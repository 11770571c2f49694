//! Print the OpenAPI document of the HTTP surface to stdout.

use utoipa::OpenApi;
use word_derby_back::services::documentation::ApiDoc;

fn main() -> anyhow::Result<()> {
    let doc = ApiDoc::openapi();
    println!("{}", doc.to_pretty_json()?);
    Ok(())
}
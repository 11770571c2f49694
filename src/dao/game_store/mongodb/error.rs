use mongodb::error::Error as MongoError;
use thiserror::Error;

pub type MongoResult<T> = std::result::Result<T, MongoDaoError>;

#[derive(Debug, Error)]
pub enum MongoDaoError {
    #[error("failed to parse MongoDB connection URI `{uri}`")]
    InvalidUri {
        uri: String,
        #[source]
        source: MongoError,
    },
    #[error("failed to build MongoDB client from options")]
    ClientConstruction {
        #[source]
        source: MongoError,
    },
    #[error("MongoDB ping failed during initial connection after {attempts} attempt(s)")]
    InitialPing {
        attempts: u32,
        #[source]
        source: MongoError,
    },
    #[error("MongoDB ping health check failed")]
    HealthPing {
        #[source]
        source: MongoError,
    },
    #[error("failed to ensure index `{index}` on collection `{collection}`")]
    EnsureIndex {
        collection: &'static str,
        index: &'static str,
        #[source]
        source: MongoError,
    },
    #[error("failed to read `{key}` from `{collection}`")]
    Load {
        collection: &'static str,
        key: String,
        #[source]
        source: MongoError,
    },
    #[error("failed to write `{key}` to `{collection}`")]
    Save {
        collection: &'static str,
        key: String,
        #[source]
        source: MongoError,
    },
    #[error("failed to delete `{key}` from `{collection}`")]
    Delete {
        collection: &'static str,
        key: String,
        #[source]
        source: MongoError,
    },
    #[error("stored identifier `{value}` is not a UUID")]
    InvalidId {
        value: String,
        #[source]
        source: uuid::Error,
    },
}
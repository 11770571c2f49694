//! Question drawing: distinct dictionary entries, one correct index, one definition each.

use rand::{Rng, seq::IndexedRandom};

use crate::dao::words::WordDictionary;

/// A question as generated for one round. Only `correct_index` stays server side.
#[derive(Debug, Clone, PartialEq, Eq)]
pub struct Question {
    pub word: String,
    pub definitions: Vec<String>,
    pub correct_index: u32,
}

/// Draw a question: random category with enough entries, `options` distinct
/// entries from it, one random definition each, and a uniformly chosen answer.
///
/// Returns `None` when no category holds at least `options` entries.
pub fn draw_question<R>(dictionary: &WordDictionary, options: u32, rng: &mut R) -> Option<Question>
where
    R: Rng + ?Sized,
{
    let wanted = usize::try_from(options).ok().filter(|wanted| *wanted > 0)?;
    let eligible = dictionary
        .words_by_category()
        .values()
        .filter(|entries| entries.len() >= wanted)
        .collect::<Vec<_>>();
    let category = eligible.choose(rng)?;

    let picked = category.choose_multiple(rng, wanted).collect::<Vec<_>>();
    let definitions = picked
        .iter()
        .map(|entry| entry.definitions.choose(rng).cloned())
        .collect::<Option<Vec<_>>>()?;
    let correct = rng.random_range(0..picked.len());

    Some(Question {
        word: picked[correct].word.clone(),
        definitions,
        correct_index: correct as u32,
    })
}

____________

A complete, exact copy of the material above is the expected answer.

repository 11770571c2f49694
//! Print the OpenAPI document of the HTTP surface to stdout.

use utoipa::OpenApi;
use word_derby_back::services::documentation::ApiDoc;

fn main() -> anyhow::Result<()> {
    let doc = ApiDoc::openapi();
    println!("{}", doc.to_pretty_json()?);
    Ok(())
}
repository 11770571c2f49694
filename src/dao/game_store/mongodb/error.rs
use mongodb::error::Error as MongoError;
use thiserror::Error;

pub type MongoResult<T> = std::result::Result<T, MongoDaoError>;

#[derive(Debug, Error)]
pub enum MongoDaoError {
    #[error("failed to parse MongoDB connection URI `{uri}`")]
    InvalidUri {
        uri: String,
        #[source]
        source: MongoError,
    },
    #[error("failed to build MongoDB client from options")]
    ClientConstruction {
        #[source]
        source: MongoError,
    },
    #[error("MongoDB ping failed during initial connection after {attempts} attempt(s)")]
    InitialPing {
        attempts: u32,
        #[source]
        source: MongoError,
    },
    #[error("MongoDB ping health check failed")]
    HealthPing {
        #[source]
        source: MongoError,
    },
    #[error("failed to ensure index `{index}` on collection `{collection}`")]
    EnsureIndex {
        collection: &'static str,
        index: &'static str,
        #[source]
        source: MongoError,
    },
    #[error("failed to read `{key}` from `{collection}`")]
    Load {
        collection: &'static str,
        key: String,
        #[source]
        source: MongoError,
    },
    #[error("failed to write `{key}` to `{collection}`")]
    Save {
        collection: &'static str,
        key: String,
        #[source]
        source: MongoError,
    },
    #[error("failed to delete `{key}` from `{collection}`")]
    Delete {
        collection: &'static str,
        key: String,
        #[source]
        source: MongoError,
    },
    #[error("stored identifier `{value}` is not a UUID")]
    InvalidId {
        value: String,
        #[source]
        source: uuid::Error,
    },
}
repository 11770571c2f49694
//! Question drawing: distinct dictionary entries, one correct index, one definition each.

use rand::{Rng, seq::IndexedRandom};

use crate::dao::words::WordDictionary;

/// A question as generated for one round. Only `correct_index` stays server side.
#[derive(Debug, Clone, PartialEq, Eq)]
pub struct Question {
    pub word: String,
    pub definitions: Vec<String>,
    pub correct_index: u32,
}

/// Draw a question: random category with enough entries, `options` distinct
/// entries from it, one random definition each, and a uniformly chosen answer.
///
/// Returns `None` when no category holds at least `options` entries.
pub fn draw_question<R>(dictionary: &WordDictionary, options: u32, rng: &mut R) -> Option<Question>
where
    R: Rng + ?Sized,
{
    let wanted = usize::try_from(options).ok().filter(|wanted| *wanted > 0)?;
    let eligible = dictionary
        .words_by_category()
        .values()
        .filter(|entries| entries.len() >= wanted)
        .collect::<Vec<_>>();
    let category = eligible.choose(rng)?;

    let picked = category.choose_multiple(rng, wanted).collect::<Vec<_>>();
    let definitions = picked
        .iter()
        .map(|entry| entry.definitions.choose(rng).cloned())
        .collect::<Option<Vec<_>>>()?;
    let correct = rng.random_range(0..picked.len());

    Some(Question {
        word: picked[correct].word.clone(),
        definitions,
        correct_index: correct as u32,
    })
}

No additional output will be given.